> [TASK REQUIREMENTS]
In the records below, find the line holding "the whole frame." and the line holding "fn move_cursor(&mut self, delta: isize)". Set down both, with every line between them, exactly.

> [INFORMATION PROVIDED]
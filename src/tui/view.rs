//! Terminal host for a [`FilterablePicker`].
//!
//! [`PickerView`] turns key presses, mouse clicks and frames into picker
//! operations: typing drives the filter, Enter or a click presses a row, Esc
//! or the cancel button cancels. It also keeps the keyboard cursor and the
//! areas needed to hit-test the last frame.

use ratatui::Frame;
use ratatui::crossterm::event::{
	KeyCode, KeyEvent, KeyModifiers, MouseButton, MouseEvent, MouseEventKind,
};
use ratatui::layout::{Constraint, Layout, Margin, Rect};
use ratatui::text::Line;
use ratatui::widgets::{Block, Clear, ListState, Paragraph};
use throbber_widgets_tui::ThrobberState;

use super::components::{FilterContext, point_in_rect};
use super::input::FilterInput;
use super::render::{DefaultRenderer, ListContext, OptionRow, PickerRenderer};
use super::style::PickerStyles;
use super::theme::Theme;
use crate::picker::{Clock, FilterablePicker, PickerProps, ResetReason, SystemClock};

/// Rows moved by PageUp/PageDown before the first frame is drawn.
const DEFAULT_PAGE: usize = 10;

/// Screen regions from the most recent frame.
#[derive(Debug, Clone, Copy, Default, PartialEq, Eq)]
pub struct HitAreas {
	/// Rows that respond to presses; absent when the list is empty.
	pub rows: Option<Rect>,
	pub cancel: Option<Rect>,
}

/// A picker plus the terminal state needed to drive and draw it.
pub struct PickerView<C: Clock = SystemClock> {
	picker: FilterablePicker<C>,
	input: FilterInput,
	list_state: ListState,
	throbber: ThrobberState,
	renderer: Box<dyn PickerRenderer>,
	theme: Theme,
	styles: PickerStyles,
	hit: HitAreas,
}

impl<C: Clock> PickerView<C> {
	#[must_use]
	pub fn new(picker: FilterablePicker<C>) -> Self {
		let mut view = Self {
			picker,
			input: FilterInput::new(),
			list_state: ListState::default(),
			throbber: ThrobberState::default(),
			renderer: Box::new(DefaultRenderer),
			theme: Theme::default(),
			styles: PickerStyles::default(),
			hit: HitAreas::default(),
		};
		view.place_cursor_on_selection();
		view
	}

	#[must_use]
	pub fn with_theme(mut self, theme: Theme) -> Self {
		self.theme = theme;
		self
	}

	#[must_use]
	pub fn with_styles(mut self, styles: PickerStyles) -> Self {
		self.styles = styles;
		self
	}

	#[must_use]
	pub fn with_renderer(mut self, renderer: impl PickerRenderer + 'static) -> Self {
		self.renderer = Box::new(renderer);
		self
	}

	#[must_use]
	pub fn picker(&self) -> &FilterablePicker<C> {
		&self.picker
	}

	/// Text currently in the filter input, as typed.
	#[must_use]
	pub fn query(&self) -> &str {
		self.input.text()
	}

	/// Row under the keyboard cursor.
	#[must_use]
	pub fn cursor(&self) -> Option<usize> {
		self.list_state.selected()
	}

	#[must_use]
	pub fn hit_areas(&self) -> HitAreas {
		self.hit
	}

	/// Forward new host configuration to the picker and keep the input and
	/// cursor consistent with whatever it decided.
	pub fn configure(&mut self, props: PickerProps) -> Option<ResetReason> {
		let reason = self.picker.configure(props);
		if reason.is_some() {
			if self.picker.filter_text().is_empty() && !self.input.text().is_empty() {
				self.input.clear();
			}
			if reason == Some(ResetReason::Shown) {
				self.place_cursor_on_selection();
			}
		}
		self.clamp_cursor();
		reason
	}

	/// Advance timers: fire a due async filter and spin the loading indicator.
	pub fn tick(&mut self) -> bool {
		if self.picker.props().is_loading {
			self.throbber.calc_next();
		}
		self.picker.poll_timer()
	}

	/// Handle a key press. Returns `true` when the key was consumed.
	pub fn handle_key(&mut self, key: KeyEvent) -> bool {
		if !self.picker.is_visible() {
			return false;
		}
		match key.code {
			KeyCode::Esc => {
				self.picker.request_close();
				true
			}
			KeyCode::Char('c') if key.modifiers.contains(KeyModifiers::CONTROL) => {
				self.picker.request_close();
				true
			}
			KeyCode::Enter => {
				if let Some(row) = self.list_state.selected() {
					self.picker.select(row);
				}
				true
			}
			KeyCode::Up => self.move_cursor(-1),
			KeyCode::Down => self.move_cursor(1),
			KeyCode::PageUp => self.move_cursor(-self.page_size()),
			KeyCode::PageDown => self.move_cursor(self.page_size()),
			KeyCode::Home => self.move_cursor(isize::MIN),
			KeyCode::End => self.move_cursor(isize::MAX),
			_ if self.picker.props().show_filter => {
				if self.input.input(key) {
					self.picker.set_filter_text(self.input.text());
					self.reset_cursor();
				}
				true
			}
			_ => false,
		}
	}

	/// Handle a mouse event against the areas of the last frame.
	pub fn handle_mouse(&mut self, mouse: MouseEvent) -> bool {
		if !self.picker.is_visible() {
			return false;
		}
		match mouse.kind {
			MouseEventKind::Down(MouseButton::Left) => {
				if self
					.hit
					.cancel
					.is_some_and(|area| point_in_rect(area, mouse.column, mouse.row))
				{
					self.picker.cancel();
					return true;
				}
				match self.row_at(mouse.column, mouse.row) {
					Some(row) => {
						self.list_state.select(Some(row));
						self.picker.select(row)
					}
					None => false,
				}
			}
			MouseEventKind::ScrollUp => self.move_cursor(-1),
			MouseEventKind::ScrollDown => self.move_cursor(1),
			_ => false,
		}
	}

	/// Visible row drawn at the given cell, if any.
	#[must_use]
	pub fn row_at(&self, column: u16, row: u16) -> Option<usize> {
		let area = self.hit.rows?;
		if !point_in_rect(area, column, row) {
			return None;
		}
		let index = self.list_state.offset() + usize::from(row - area.y);
		(index < self.picker.visible_len()).then_some(index)
	}

	/// Draw the overlay over the whole frame.
	pub fn draw(&mut self, frame: &mut Frame) {
		let area = frame.area();
		self.draw_in(frame, area);
	}

	/// Draw the overlay into `area`. Nothing is drawn while hidden.
	pub fn draw_in(&mut self, frame: &mut Frame, area: Rect) {
		self.hit = HitAreas::default();
		if !self.picker.is_visible() {
			return;
		}

		let theme = self.styles.apply(&self.theme);
		self.input.set_style(theme.prompt_style());

		frame.render_widget(Clear, area);
		frame.render_widget(Block::new().style(theme.overlay_style()), area);
		let area = area.inner(Margin {
			vertical: 1,
			horizontal: 2,
		});

		let props = self.picker.props();
		let title = props.labels.title.as_deref().filter(|title| !title.is_empty());
		// Title line plus a blank line beneath it.
		let title_height = if title.is_some() { 2 } else { 0 };
		let [title_area, list_area, _gap, cancel_area] = Layout::vertical([
			Constraint::Length(title_height),
			Constraint::Fill(1),
			Constraint::Length(1),
			Constraint::Length(1),
		])
		.areas(area);

		if let Some(title) = title {
			let heading = Paragraph::new(Line::from(title).centered()).style(theme.title_style());
			frame.render_widget(heading, title_area);
		}

		let rows = self
			.picker
			.visible_options()
			.map(|option| OptionRow {
				option,
				selected: self.picker.is_selected(option),
			})
			.collect();
		let filter = props.show_filter.then(|| FilterContext {
			input: &self.input,
			placeholder: props.labels.placeholder_text.as_str(),
			loading: props.is_loading.then_some(&self.throbber),
		});
		let ctx = ListContext {
			area: list_area,
			rows,
			filter,
			no_results_text: props.labels.no_results_text.as_str(),
			list_state: &mut self.list_state,
			theme: &theme,
		};
		let rows_area = self.renderer.render_list(frame, ctx);

		self.renderer.render_cancel_button(
			frame,
			cancel_area,
			&props.labels.cancel_button_text,
			&theme,
		);

		self.hit = HitAreas {
			rows: rows_area,
			cancel: Some(cancel_area),
		};
	}

	fn page_size(&self) -> isize {
		let rows = self
			.hit
			.rows
			.map_or(DEFAULT_PAGE, |area| usize::from(area.height).max(1));
		isize::try_from(rows).unwrap_or(isize::MAX)
	}

	fn move_cursor(&mut self, delta: isize) -> bool {
		let len = self.picker.visible_len();
		if len == 0 {
			self.list_state.select(None);
			return false;
		}
		let current = self.list_state.selected().unwrap_or(0);
		let next = current.saturating_add_signed(delta).min(len - 1);
		self.list_state.select(Some(next));
		true
	}

	fn reset_cursor(&mut self) {
		let first = (self.picker.visible_len() > 0).then_some(0);
		self.list_state = ListState::default().with_selected(first);
	}

	fn place_cursor_on_selection(&mut self) {
		let selected = self
			.picker
			.visible_options()
			.position(|option| self.picker.is_selected(option));
		match selected {
			Some(row) => self.list_state.select(Some(row)),
			None => self.reset_cursor(),
		}
	}

	fn clamp_cursor(&mut self) {
		let len = self.picker.visible_len();
		match self.list_state.selected() {
			_ if len == 0 => self.list_state.select(None),
			Some(row) if row >= len => self.list_state.select(Some(len - 1)),
			None => self.list_state.select(Some(0)),
			Some(_) => {}
		}
	}
}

> [SOLUTION FOR THIS TASK]
	/// Draw the overlay over the whole frame.
	pub fn draw(&mut self, frame: &mut Frame) {
		let area = frame.area();
		self.draw_in(frame, area);
	}

	/// Draw the overlay into `area`. Nothing is drawn while hidden.
	pub fn draw_in(&mut self, frame: &mut Frame, area: Rect) {
		self.hit = HitAreas::default();
		if !self.picker.is_visible() {
			return;
		}

		let theme = self.styles.apply(&self.theme);
		self.input.set_style(theme.prompt_style());

		frame.render_widget(Clear, area);
		frame.render_widget(Block::new().style(theme.overlay_style()), area);
		let area = area.inner(Margin {
			vertical: 1,
			horizontal: 2,
		});

		let props = self.picker.props();
		let title = props.labels.title.as_deref().filter(|title| !title.is_empty());
		// Title line plus a blank line beneath it.
		let title_height = if title.is_some() { 2 } else { 0 };
		let [title_area, list_area, _gap, cancel_area] = Layout::vertical([
			Constraint::Length(title_height),
			Constraint::Fill(1),
			Constraint::Length(1),
			Constraint::Length(1),
		])
		.areas(area);

		if let Some(title) = title {
			let heading = Paragraph::new(Line::from(title).centered()).style(theme.title_style());
			frame.render_widget(heading, title_area);
		}

		let rows = self
			.picker
			.visible_options()
			.map(|option| OptionRow {
				option,
				selected: self.picker.is_selected(option),
			})
			.collect();
		let filter = props.show_filter.then(|| FilterContext {
			input: &self.input,
			placeholder: props.labels.placeholder_text.as_str(),
			loading: props.is_loading.then_some(&self.throbber),
		});
		let ctx = ListContext {
			area: list_area,
			rows,
			filter,
			no_results_text: props.labels.no_results_text.as_str(),
			list_state: &mut self.list_state,
			theme: &theme,
		};
		let rows_area = self.renderer.render_list(frame, ctx);

		self.renderer.render_cancel_button(
			frame,
			cancel_area,
			&props.labels.cancel_button_text,
			&theme,
		);

		self.hit = HitAreas {
			rows: rows_area,
			cancel: Some(cancel_area),
		};
	}

	fn page_size(&self) -> isize {
		let rows = self
			.hit
			.rows
			.map_or(DEFAULT_PAGE, |area| usize::from(area.height).max(1));
		isize::try_from(rows).unwrap_or(isize::MAX)
	}

	fn move_cursor(&mut self, delta: isize) -> bool {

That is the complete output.